Collected data entries:
**********
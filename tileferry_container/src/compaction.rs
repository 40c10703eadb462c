//! Deduplicating compaction of an MBTiles `tiles` table.
//!
//! Many tile pyramids contain large numbers of byte-identical tiles (empty ocean, solid land).
//! Compaction rewrites `tiles` into
//!
//! - `images (tile_data, tile_id)`: every distinct blob exactly once, `tile_id` counting up from 1
//! - `map (zoom_level, tile_column, tile_row, tile_id)`: one row per original tile
//! - a view `tiles` joining both, so readers keep working unchanged.
//!
//! Blobs are identified by their BLAKE3 digest. Rows are processed in chunks (keyset-paginated by
//! `rowid`), each chunk in its own transaction. Digests of committed chunks are kept in the
//! `compaction_digests` table, written in the same transaction as the chunk's `images` and `map`
//! rows, so a failed chunk leaves no trace. In memory, a [`DedupIndex`] only caches the digests of
//! the current chunk, which bounds memory by the chunk size instead of the number of tiles.
//!
//! ```rust,no_run
//! use tileferry_container::{MBTilesStore, compaction::compact_mbtiles};
//! use std::path::Path;
//!
//! let store = MBTilesStore::open(Path::new("/tmp/world.mbtiles")).unwrap();
//! let summary = compact_mbtiles(&store, 256).unwrap();
//! println!("{} tiles, {} unique", summary.total, summary.unique);
//! ```

use crate::MBTilesStore;
use anyhow::{Context, Result, ensure};
use blake3::Hash;
use r2d2_sqlite::rusqlite::{OptionalExtension, Transaction, params};
use std::collections::HashMap;

/// Default number of rows per compaction chunk.
pub const DEFAULT_CHUNK_SIZE: usize = 256;

/// Digest lookup for one chunk.
///
/// Digests of earlier chunks are looked up in `compaction_digests`. Only digests seen in the
/// current chunk are cached in memory, and the cache is dropped with the index at the end of the
/// chunk.
#[derive(Debug)]
pub struct DedupIndex {
	chunk: HashMap<Hash, i64>,
	next_id: i64,
}

impl DedupIndex {
	/// Starts the index of a new chunk inside `transaction`.
	pub fn begin(transaction: &Transaction<'_>) -> Result<DedupIndex> {
		let last_id: i64 = transaction.query_row(
			"SELECT COALESCE(MAX(tile_id), 0) FROM compaction_digests",
			[],
			|row| row.get(0),
		)?;
		Ok(DedupIndex {
			chunk: HashMap::new(),
			next_id: last_id + 1,
		})
	}

	/// Returns the blob id for `data` and whether it was assigned just now.
	///
	/// New ids are recorded in `compaction_digests` within `transaction`.
	pub fn resolve(&mut self, transaction: &Transaction<'_>, data: &[u8]) -> Result<(i64, bool)> {
		let digest = blake3::hash(data);
		if let Some(id) = self.chunk.get(&digest) {
			return Ok((*id, false));
		}

		let known: Option<i64> = transaction
			.prepare_cached("SELECT tile_id FROM compaction_digests WHERE digest = ?1")?
			.query_row([&digest.as_bytes()[..]], |row| row.get(0))
			.optional()?;
		if let Some(id) = known {
			self.chunk.insert(digest, id);
			return Ok((id, false));
		}

		let id = self.next_id;
		transaction
			.prepare_cached("INSERT INTO compaction_digests (tile_id, digest) VALUES (?1, ?2)")?
			.execute(params![id, &digest.as_bytes()[..]])?;
		self.next_id += 1;
		self.chunk.insert(digest, id);
		Ok((id, true))
	}

	/// Number of digests cached for the current chunk.
	pub fn len(&self) -> usize {
		self.chunk.len()
	}

	pub fn is_empty(&self) -> bool {
		self.chunk.is_empty()
	}
}

/// Counts of one compaction pass.
#[derive(Clone, Copy, Debug, Default, PartialEq, Eq)]
pub struct CompactionSummary {
	/// Tiles read from the original table.
	pub total: u64,
	/// Distinct blobs written to `images`.
	pub unique: u64,
	/// Tiles whose blob was already stored.
	pub duplicates: u64,
}

/// Compacts `store` in place: prepare, process all chunks, finalize.
///
/// # Errors
/// Fails if `tiles` is already a view, or on any storage error. A failing chunk is rolled back
/// before the error is returned; `tiles` is only replaced after every chunk has committed.
pub fn compact_mbtiles(store: &MBTilesStore, chunk_size: usize) -> Result<CompactionSummary> {
	ensure!(chunk_size > 0, "chunk size must be greater than zero");
	ensure!(
		!store.is_compacted()?,
		"{:?} is already compacted: 'tiles' is a view",
		store.path()
	);

	prepare(store)?;
	let summary = compact_chunks(store, chunk_size)?;
	finalize(store)?;

	log::info!(
		"compacted {} tiles into {} images ({} duplicates)",
		summary.total,
		summary.unique,
		summary.duplicates
	);
	Ok(summary)
}

/// Creates empty `images`, `map` and `compaction_digests` tables, discarding leftovers of an
/// interrupted run.
fn prepare(store: &MBTilesStore) -> Result<()> {
	log::debug!("Prepare database compression.");
	store
		.conn()?
		.execute_batch(
			"DROP TABLE IF EXISTS images;
			DROP TABLE IF EXISTS map;
			DROP TABLE IF EXISTS compaction_digests;
			CREATE TABLE compaction_digests (tile_id INTEGER PRIMARY KEY, digest BLOB NOT NULL UNIQUE);
			CREATE TABLE images (tile_data BLOB, tile_id INTEGER);
			CREATE TABLE map (zoom_level INTEGER, tile_column INTEGER, tile_row INTEGER, tile_id INTEGER);",
		)
		.context("preparing compaction tables")?;
	Ok(())
}

fn compact_chunks(store: &MBTilesStore, chunk_size: usize) -> Result<CompactionSummary> {
	log::debug!("Making database compression.");

	let total_tiles = store.count_tiles(None)?;
	let rounds = total_tiles.div_ceil(chunk_size as u64);
	log::debug!("{total_tiles} total tiles to fetch");

	let mut summary = CompactionSummary::default();
	let mut last_rowid = 0i64;
	let mut round = 0u64;

	let mut conn = store.conn()?;
	loop {
		log::debug!("{round} / {rounds} rounds done");

		// dropping an uncommitted transaction rolls the chunk back
		let transaction = conn.transaction()?;
		let chunk = compact_chunk(&transaction, last_rowid, chunk_size)
			.with_context(|| format!("compacting rows after rowid {last_rowid}"))?;
		transaction.commit().context("committing compaction chunk")?;

		let Some(chunk) = chunk else { break };
		last_rowid = chunk.last_rowid;
		summary.total += chunk.tiles;
		summary.unique += chunk.new_blobs;
		summary.duplicates += chunk.tiles - chunk.new_blobs;
		round += 1;
	}

	Ok(summary)
}

struct ChunkResult {
	last_rowid: i64,
	tiles: u64,
	new_blobs: u64,
}

/// Processes the rows following `after_rowid`. Returns `None` when there are none left.
fn compact_chunk(
	transaction: &Transaction<'_>,
	after_rowid: i64,
	chunk_size: usize,
) -> Result<Option<ChunkResult>> {
	let mut select = transaction.prepare_cached(
		"SELECT rowid, zoom_level, tile_column, tile_row, tile_data FROM tiles WHERE rowid > ?1 ORDER BY rowid LIMIT ?2",
	)?;
	let mut insert_image = transaction.prepare_cached("INSERT INTO images (tile_id, tile_data) VALUES (?1, ?2)")?;
	let mut insert_map = transaction
		.prepare_cached("INSERT INTO map (zoom_level, tile_column, tile_row, tile_id) VALUES (?1, ?2, ?3, ?4)")?;

	let mut index = DedupIndex::begin(transaction)?;
	let mut result = ChunkResult {
		last_rowid: after_rowid,
		tiles: 0,
		new_blobs: 0,
	};

	let mut rows = select.query(params![after_rowid, chunk_size as i64])?;
	while let Some(row) = rows.next()? {
		let rowid: i64 = row.get(0)?;
		let zoom: i64 = row.get(1)?;
		let column: i64 = row.get(2)?;
		let tile_row: i64 = row.get(3)?;
		let data: Vec<u8> = row.get(4)?;

		let (tile_id, is_new) = index.resolve(transaction, &data)?;
		if is_new {
			insert_image.execute(params![tile_id, data])?;
			result.new_blobs += 1;
		}
		insert_map.execute(params![zoom, column, tile_row, tile_id])?;

		result.last_rowid = rowid;
		result.tiles += 1;
	}

	Ok((result.tiles > 0).then_some(result))
}

/// Replaces the `tiles` table by a view over `map` and `images`, then vacuums.
fn finalize(store: &MBTilesStore) -> Result<()> {
	log::debug!("Finalizing database compression.");
	let mut conn = store.conn()?;

	let transaction = conn.transaction()?;
	transaction
		.execute_batch(
			"DROP TABLE tiles;
			DROP TABLE compaction_digests;
			CREATE VIEW tiles AS
				SELECT map.zoom_level AS zoom_level,
					map.tile_column AS tile_column,
					map.tile_row AS tile_row,
					images.tile_data AS tile_data
				FROM map JOIN images ON images.tile_id = map.tile_id;
			CREATE UNIQUE INDEX map_index ON map (zoom_level, tile_column, tile_row);
			CREATE UNIQUE INDEX images_id ON images (tile_id);",
		)
		.context("replacing 'tiles' by a view")?;
	transaction.commit()?;

	conn.execute_batch("VACUUM;")?;
	conn.execute_batch("ANALYZE;")?;
	Ok(())
}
**********
**Problem:**
Restate the data word for word. Begin at its first line, end at the line that contains "use std::collections::HashMap;", and include both.

**Reply to the task:**
filename tileferry_container/src/compaction.rs
repository 40c10703eadb462c
//! Deduplicating compaction of an MBTiles `tiles` table.
//!
//! Many tile pyramids contain large numbers of byte-identical tiles (empty ocean, solid land).
//! Compaction rewrites `tiles` into
//!
//! - `images (tile_data, tile_id)`: every distinct blob exactly once, `tile_id` counting up from 1
//! - `map (zoom_level, tile_column, tile_row, tile_id)`: one row per original tile
//! - a view `tiles` joining both, so readers keep working unchanged.
//!
//! Blobs are identified by their BLAKE3 digest. Rows are processed in chunks (keyset-paginated by
//! `rowid`), each chunk in its own transaction. Digests of committed chunks are kept in the
//! `compaction_digests` table, written in the same transaction as the chunk's `images` and `map`
//! rows, so a failed chunk leaves no trace. In memory, a [`DedupIndex`] only caches the digests of
//! the current chunk, which bounds memory by the chunk size instead of the number of tiles.
//!
//! ```rust,no_run
//! use tileferry_container::{MBTilesStore, compaction::compact_mbtiles};
//! use std::path::Path;
//!
//! let store = MBTilesStore::open(Path::new("/tmp/world.mbtiles")).unwrap();
//! let summary = compact_mbtiles(&store, 256).unwrap();
//! println!("{} tiles, {} unique", summary.total, summary.unique);
//! ```

use crate::MBTilesStore;
use anyhow::{Context, Result, ensure};
use blake3::Hash;
use r2d2_sqlite::rusqlite::{OptionalExtension, Transaction, params};
use std::collections::HashMap;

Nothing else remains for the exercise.